Il presidente di Federfarma Piemonte, Massimo Mana, ieri aveva i calici alzati: «Sono 200 le farmacie piemontesi che hanno aderito al protocollo di Federfarma per i tamponi antigenici rapidi a prezzo calmierato, 8 euro per gli under 18 e 15 euro per i maggiorenni». Una dimostrazione dello «spirito di servizio che i farmacisti garantiscono sempre nei confronti della cittadinanza». Gli hanno fatto subito eco il presidente della Regione, Alberto Cirio, e l'assessore alla Sanità, Luigi Genesio Icardi: «Le nostre farmacie vengono incontro alle esigenze economiche delle famiglie per il green pass».
Peccato che il prezzo fissato dallo Stato nel protocollo con le farmacie non sia così calmierato. E che il tampone sia diventato, di fatto, una nuova tassa per i non vaccinati, considerando che le nuove regole sul green pass somigliano più a un obbligo vaccinale mascherato che non a una misura di contenimento dell'epidemia.
Lo scorso 5 agosto, fonti di governo avevano filtrato alle agenzie di stampa che durante la cabina di regia a Palazzo Chigi l'ipotesi della gratuità dei test anti Covid era stata scartata perché avrebbe potuto disincentivare i più giovani a immunizzarsi.
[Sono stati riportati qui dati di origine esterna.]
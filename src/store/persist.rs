//! Snapshot persistence: the dashboard state survives restarts as one
//! JSON file, rewritten after every state-changing command.

use std::fs;
use std::io;
use std::path::Path;

use chrono::{DateTime, Utc};
use serde::{Deserialize, Serialize};
use thiserror::Error;

use super::state::DashboardState;

/// Persisted snapshot: the state plus the time it was written.
#[derive(Debug, Clone, Serialize, Deserialize)]
pub struct Snapshot {
    pub saved_at: DateTime<Utc>,
    pub state: DashboardState,
}

#[derive(Debug, Error)]
pub enum PersistError {
    #[error("state file I/O error: {0}")]
    Io(#[from] io::Error),
    #[error("state file is not valid JSON: {0}")]
    Corrupt(#[from] serde_json::Error),
}

/// Load the snapshot, or `None` when no state file exists yet.
pub fn load(path: &Path) -> Result<Option<Snapshot>, PersistError> {
    if !path.exists() {
        return Ok(None);
    }
    let raw = fs::read_to_string(path)?;
    Ok(Some(serde_json::from_str(&raw)?))
}

/// Write the state, stamped with the current time, as pretty JSON.
/// Parent directories are created as needed.
pub fn save(path: &Path, state: &DashboardState) -> Result<(), PersistError> {
    if let Some(parent) = path.parent() {
        fs::create_dir_all(parent)?;
    }
    let snapshot = Snapshot {
        saved_at: Utc::now(),
        state: state.clone(),
    };
    fs::write(path, serde_json::to_string_pretty(&snapshot)?)?;
    Ok(())
}
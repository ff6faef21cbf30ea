use serde::de::DeserializeOwned;
use serde_json::Value;
use tracing::debug;

use super::client::{ApiClient, RequestOptions};
use super::models::{ApiError, PayDuesReceipt, PayDuesRequest, TransactionPage};

/// Fetch one page of the transactions listing.
///
/// `state` is sent exactly as given; callers are expected to lower-case
/// it first. The session runs with credentials so a configured cookie
/// rides along.
pub async fn fetch_transactions_page(
    client: &ApiClient,
    page: u32,
    per_page: u32,
    state: &str,
) -> Result<TransactionPage, ApiError> {
    let url = format!(
        "{}api/transactions?page={}&per_page={}&state={}",
        client.base_url(),
        page,
        per_page,
        state
    );
    let result = client.get(&url, RequestOptions::with_credentials()).await?;
    debug!("transactions page fetch returned status {}", result.status);
    parse_data(result.data)
}

/// Submit a pay-dues request for the given transactions.
pub async fn submit_payment(
    client: &ApiClient,
    request: &PayDuesRequest,
) -> Result<PayDuesReceipt, ApiError> {
    let url = format!("{}api/pay-dues", client.base_url());
    let result = client
        .post(&url, Some(request), RequestOptions::with_credentials())
        .await?;
    parse_data(result.data)
}

/// Unwrap a normalized result down to its typed payload.
fn parse_data<T: DeserializeOwned>(data: Option<Value>) -> Result<T, ApiError> {
    let value = data
        .ok_or_else(|| ApiError::Deserialization("expected a JSON response body".to_string()))?;
    serde_json::from_value(value).map_err(|e| ApiError::Deserialization(e.to_string()))
}

#[cfg(test)]
mod tests {
    use super::*;
    use crate::api::models::TransactionId;
    use crate::api::testing::{json_response, text_response, FakeTransport};
    use crate::api::transport::CredentialsMode;
    use serde_json::json;

    const BASE: &str = "https://pay.example.test/";

    fn client_for(transport: &FakeTransport) -> ApiClient {
        ApiClient::new(Box::new(transport.clone()), BASE)
    }

    #[tokio::test]
    async fn test_fetch_builds_the_listing_url() {
        let transport = FakeTransport::new();
        transport.push_response(json_response(
            200,
            json!({ "data": [], "last_page": 0 }),
        ));
        let client = client_for(&transport);

        fetch_transactions_page(&client, 2, 10, "pending")
            .await
            .unwrap();

        let request = &transport.requests()[0];
        assert_eq!(
            request.url,
            "https://pay.example.test/api/transactions?page=2&per_page=10&state=pending"
        );
        assert_eq!(request.credentials, CredentialsMode::Include);
    }

    #[tokio::test]
    async fn test_fetch_returns_the_typed_page() {
        let transport = FakeTransport::new();
        transport.push_response(json_response(
            200,
            json!({
                "data": [
                    { "id": 7, "amount": "19.00", "state": "pending" },
                    { "id": 8, "amount": "7.50", "state": "pending" }
                ],
                "last_page": 4,
                "current_page": 2,
                "per_page": 10,
                "total": 34
            }),
        ));
        let client = client_for(&transport);

        let page = fetch_transactions_page(&client, 2, 10, "pending")
            .await
            .unwrap();

        assert_eq!(page.data.len(), 2);
        assert_eq!(page.data[0].id, TransactionId(7));
        assert_eq!(page.last_page, 4);
        assert_eq!(page.total, Some(34));
    }

    #[tokio::test]
    async fn test_fetch_rejects_a_page_without_last_page() {
        let transport = FakeTransport::new();
        transport.push_response(json_response(200, json!({ "data": [] })));
        let client = client_for(&transport);

        let error = fetch_transactions_page(&client, 1, 6, "all")
            .await
            .unwrap_err();

        assert!(matches!(error, ApiError::Deserialization(_)));
    }

    #[tokio::test]
    async fn test_fetch_rejects_a_page_without_data() {
        let transport = FakeTransport::new();
        transport.push_response(json_response(200, json!({ "last_page": 3 })));
        let client = client_for(&transport);

        let error = fetch_transactions_page(&client, 1, 6, "all")
            .await
            .unwrap_err();

        assert!(matches!(error, ApiError::Deserialization(_)));
    }

    #[tokio::test]
    async fn test_fetch_rejects_a_success_without_json_body() {
        let transport = FakeTransport::new();
        transport.push_response(text_response(200, "plain"));
        let client = client_for(&transport);

        let error = fetch_transactions_page(&client, 1, 6, "all")
            .await
            .unwrap_err();

        assert!(matches!(error, ApiError::Deserialization(_)));
    }

    #[tokio::test]
    async fn test_submit_posts_the_selection() {
        let transport = FakeTransport::new();
        transport.push_response(json_response(200, json!({ "message": "success" })));
        let client = client_for(&transport);

        let receipt = submit_payment(
            &client,
            &PayDuesRequest {
                payments: vec![TransactionId(7), TransactionId(42)],
            },
        )
        .await
        .unwrap();

        assert_eq!(receipt.message, "success");
        let request = &transport.requests()[0];
        assert_eq!(request.url, "https://pay.example.test/api/pay-dues");
        assert_eq!(request.body.as_deref(), Some(r#"{"payments":[7,42]}"#));
        assert_eq!(request.credentials, CredentialsMode::Include);
    }
}
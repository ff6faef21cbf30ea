//! Client-side application store: the dashboard state plus the refresh
//! and submit actions that drive it.

pub mod persist;
pub mod state;

use thiserror::Error;
use tracing::{debug, warn};

use crate::api::{queries, ApiClient, ApiError, PayDuesRequest, TransactionId};
use crate::notify::{Notification, Notifier};

pub use state::{DashboardState, DEFAULT_MODE, DEFAULT_PAGE, DEFAULT_PER_PAGE};

/// Receipt message that confirms a pay-dues submission.
const SUCCESS_MESSAGE: &str = "success";
/// Notification shown after a confirmed payment.
const PAYMENTS_UPDATED_TEXT: &str = "Transactions updated!";
/// Notification shown when the server reports the session as missing
/// or expired.
const SESSION_EXPIRED_TEXT: &str = "Session expired, please sign in again.";

/// Failures surfaced by store actions.
#[derive(Debug, Error)]
pub enum StoreError {
    #[error(transparent)]
    Api(#[from] ApiError),
    /// The server answered the submission but did not confirm it.
    #[error("payment not confirmed: {0}")]
    PaymentRejected(String),
}

/// The application state store.
///
/// Owns the dashboard state together with the injected API client and
/// notifier. Actions take `&mut self`, so two actions can never
/// overlap within one store.
pub struct DuesStore {
    state: DashboardState,
    client: ApiClient,
    notifier: Box<dyn Notifier>,
}

impl DuesStore {
    pub fn new(client: ApiClient, notifier: Box<dyn Notifier>) -> Self {
        Self::with_state(DashboardState::default(), client, notifier)
    }

    /// Build a store around previously persisted state.
    pub fn with_state(
        mut state: DashboardState,
        client: ApiClient,
        notifier: Box<dyn Notifier>,
    ) -> Self {
        if state.is_loading {
            // no fetch survives a restart
            debug!("clearing stale loading flag from saved state");
            state.is_loading = false;
        }
        Self {
            state,
            client,
            notifier,
        }
    }

    pub fn state(&self) -> &DashboardState {
        &self.state
    }

    /// Fetch a page of transactions and replace the listing state.
    ///
    /// `mode` is lower-cased before it reaches the server. On success
    /// `per_page` is reset to [`DEFAULT_PER_PAGE`] regardless of the
    /// requested `limit`. On failure the listing is left untouched, the
    /// user is notified, and the error is returned. The loading flag is
    /// cleared on both paths.
    pub async fn refresh(&mut self, page: u32, limit: u32, mode: &str) -> Result<(), StoreError> {
        debug!("refreshing transactions: page={} limit={} mode={}", page, limit, mode);
        self.state.is_loading = true;
        let result =
            queries::fetch_transactions_page(&self.client, page, limit, &mode.to_lowercase())
                .await;
        self.state.is_loading = false;

        match result {
            Ok(listing) => {
                debug!(
                    "fetched {} transaction(s) (server page {:?}, per_page {:?}, total {:?})",
                    listing.data.len(),
                    listing.current_page,
                    listing.per_page,
                    listing.total
                );
                self.state.transactions = listing.data;
                self.state.total_pages = listing.last_page;
                self.state.per_page = DEFAULT_PER_PAGE;
                Ok(())
            }
            Err(error) => {
                let error = StoreError::from(error);
                self.notify_failure(&error);
                Err(error)
            }
        }
    }

    /// Submit a pay-dues request for the current selection.
    ///
    /// A confirmed payment clears the selection, fires a success
    /// notification, and refreshes the listing with default paging. Any
    /// failure ends in a single error notification; selection and
    /// listing are left as they were.
    pub async fn submit_payments(&mut self) -> Result<(), StoreError> {
        let request = PayDuesRequest {
            payments: self.state.selected_transaction_ids.clone(),
        };
        debug!("submitting payment for {} transaction(s)", request.payments.len());

        match self.try_submit(&request).await {
            Ok(()) => Ok(()),
            Err(error) => {
                self.notify_failure(&error);
                Err(error)
            }
        }
    }

    async fn try_submit(&mut self, request: &PayDuesRequest) -> Result<(), StoreError> {
        let receipt = queries::submit_payment(&self.client, request).await?;
        if receipt.message != SUCCESS_MESSAGE {
            return Err(StoreError::PaymentRejected(receipt.message));
        }

        self.state.selected_transaction_ids.clear();
        self.notifier
            .notify(Notification::success(PAYMENTS_UPDATED_TEXT));
        // the refresh notifies on its own; the payment itself went through
        if let Err(error) = self.refresh(DEFAULT_PAGE, DEFAULT_PER_PAGE, DEFAULT_MODE).await {
            warn!("post-payment refresh failed: {}", error);
        }
        Ok(())
    }

    /// Add `id` to the selection unless it is already queued.
    pub fn select(&mut self, id: TransactionId) {
        if !self.state.selected_transaction_ids.contains(&id) {
            self.state.selected_transaction_ids.push(id);
        }
    }

    /// Drop `id` from the selection, keeping the order of the rest.
    pub fn deselect(&mut self, id: TransactionId) {
        self.state
            .selected_transaction_ids
            .retain(|selected| *selected != id);
    }

    pub fn clear_selection(&mut self) {
        self.state.selected_transaction_ids.clear();
    }

    /// Move the dashboard to `page`, clamped to at least 1.
    pub fn set_current_page(&mut self, page: u32) {
        self.state.current_page = page.max(1);
    }

    pub fn set_mode(&mut self, mode: impl Into<String>) {
        self.state.mode = mode.into();
    }

    fn notify_failure(&self, error: &StoreError) {
        let text = match error {
            StoreError::Api(ApiError::Unauthorized { .. }) => SESSION_EXPIRED_TEXT.to_string(),
            other => other.to_string(),
        };
        self.notifier.notify(Notification::error(text));
    }
}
Nel decreto legge del 23 luglio, che rende obbligatorio il green pass per una serie di attività, pubblicato in Gazzetta Ufficiale, si legge che sono stanziati solo 45 milioni per garantire fino al 30 settembre 2021 la possibilità, soprattutto ai giovani tra i 12 e i 18 anni, di effettuare i tamponi a prezzi contenuti. Il commissario per l'emergenza, Francesco Figliuolo, d'intesa con il ministro della Salute, Roberto Speranza, ha poi definito il protocollo dell'accordo con le farmacie e le altre strutture sanitarie. Fissando un prezzo tutt'altro che economico e caricando di nuove spese chi non ha ancora fatto il vaccino. Anche se ci sono persone che tra prenotazioni chiuse e ritardi non hanno ancora potuto ricevere la prima dose e altre che stanno decidendo se vaccinare i figli di 12-13 anni.
Fortunatamente alcune Regioni, invece di festeggiare come il Piemonte, hanno rotto gli schemi burocratici e si sono affidate al semplice buon senso. Come l'Umbria, che da domani al 31 agosto ha previsto tamponi gratuiti per i residenti di età compresa tra 12 e 30 anni che hanno già preaderito alla vaccinazione ma stanno ancora aspettando l'appuntamento.
Nel frattempo, Luigi Scordamaglia, consigliere delegato di Filiera Italia, ieri ha commentato le prime stime sugli ingressi al ristorante che mettono a confronto i dati di venerdì, dopo l'entrata in vigore del green pass, con quelli di venerdì della settimana scorsa, facendo registrare un calo del 25% negli accessi ai ristoranti al chiuso. «Un italiano su quattro ha desistito e come prevedibile sono state soprattutto le famiglie con minorenni al seguito a rinunciare. Sono ancora troppo bassi i tassi di vaccinazione per i giovani sotto i 18 anni, senza contare che 8 euro ogni 48 ore per i tamponi sono troppi per buona parte degli italiani che scelgono di andare in vacanza, nonostante redditi più bassi».